Le budget de l'État a aussi bénéficié d'une baisse de ses prélèvements sur recettes de 2 milliards d'euros d'une part au profit de l'Union européenne, qui accuse un retard dans la mise en œuvre de son cadre financier 2014-2020, et d'autre part au titre du fonds de compensation de la TVA au profit des collectivités territoriales. Concernant ce dernier point, on notera le caractère quelque peu paradoxal de ce résultat. La baisse des dotations de l'État au profit des collectivités territoriales a eu pour conséquence des reports ou des annulations d'opérations d'investissement engendrant la diminution des sollicitations du FCTVA, malgré l'extension de celui-ci aux dépenses d'entretien des bâtiments publics. On pourrait alors évoquer l'effet multiplicateur de la baisse des dépenses publiques. Toutefois, les collectivités ayant reconstitué leur marge de manœuvre, notamment leur épargne nette, les investissements locaux devraient repartir à la hausse et cette diminution ne peut pas être regardée comme pérenne pour l'État.

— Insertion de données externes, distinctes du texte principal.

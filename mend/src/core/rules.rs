//! Known dependency-error fragments and the packages that resolve them.

use serde::Serialize;

/// One recognizable error fragment and the package that fixes it.
#[derive(Debug, Clone, Copy, PartialEq, Eq, Serialize)]
pub struct DependencyRule {
    /// Substring to look for in a failed command's output.
    pub fragment: &'static str,
    /// Package to install when the fragment matches.
    pub package: &'static str,
}

/// Ordered rule table, scanned top to bottom.
///
/// Order is part of the contract: when a failure trace contains more than
/// one fragment, the first rule listed here wins. Package names are valid
/// for both apt and Homebrew.
pub const DEPENDENCY_RULES: &[DependencyRule] = &[
    DependencyRule {
        fragment: "autoconf: not found",
        package: "autoconf",
    },
    DependencyRule {
        fragment: "msgfmt: not found",
        package: "gettext",
    },
    DependencyRule {
        fragment: "missing fswatch",
        package: "fswatch",
    },
    DependencyRule {
        fragment: "missing inotifywait",
        package: "inotify-tools",
    },
];

#[cfg(test)]
mod tests {
    use super::*;

    /// Every fragment maps to exactly one package; duplicates in the table
    /// would make later rules unreachable.
    #[test]
    fn fragments_are_unique() {
        for (index, rule) in DEPENDENCY_RULES.iter().enumerate() {
            for other in &DEPENDENCY_RULES[index + 1..] {
                assert_ne!(rule.fragment, other.fragment);
            }
        }
    }

    /// Rules serialize with stable field names (the `rules --json` contract).
    #[test]
    fn rules_serialize_with_stable_fields() {
        let json = serde_json::to_value(DEPENDENCY_RULES).unwrap();
        assert_eq!(json[0]["fragment"], "autoconf: not found");
        assert_eq!(json[0]["package"], "autoconf");
    }
}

Concernant les dépenses, l'analyse se révèle tout aussi critique. Si elle met en évidence un niveau de dépense nette inférieur de 1,4 milliard d'euros par rapport aux prévisions de la LFI, elle constate que cela provient essentiellement d'économie massive sur la charge de la dette. Les taux d'intérêts ayant connu des niveaux historiquement bas, l'État a pu se financer à très bas coût, voir avec des taux d'intérêts négatifs. Hors charges d'intérêts, les dépenses dépassent les autorisations de 1,6 milliard d'euros. L'augmentation des charges de personnel est de 1,6 %. Le protocole sur les parcours professionnels, les carrières et les rémunérations, signé en 2015 et s'appliquant aussi aux agents des collectivités territoriales, ayant des effets s'étalant dans le temps, la diminution des charges de personnel sera difficile à obtenir. Enfin, l'État a eu recours à des emprunts obligataires avec des primes d'émission. Cette technique permet d'émettre des emprunts dont la valeur sur laquelle est calculée le taux d'intérêt est supérieure à sa valeur nominale. Elle permet de limiter l'augmentation de la dette financière à court terme, mais viendra alourdir la charge de la dette à moyen et long terme.

En conclusion, la Cour note que l'année 2016 est une occasion manquée pour l'État qui aurait pu bénéficier d'élément conjoncturel favorable pour continuer à assainir sa situation budgétaire, au lieu de s'en servir pour laisser filer ses déficits structurels.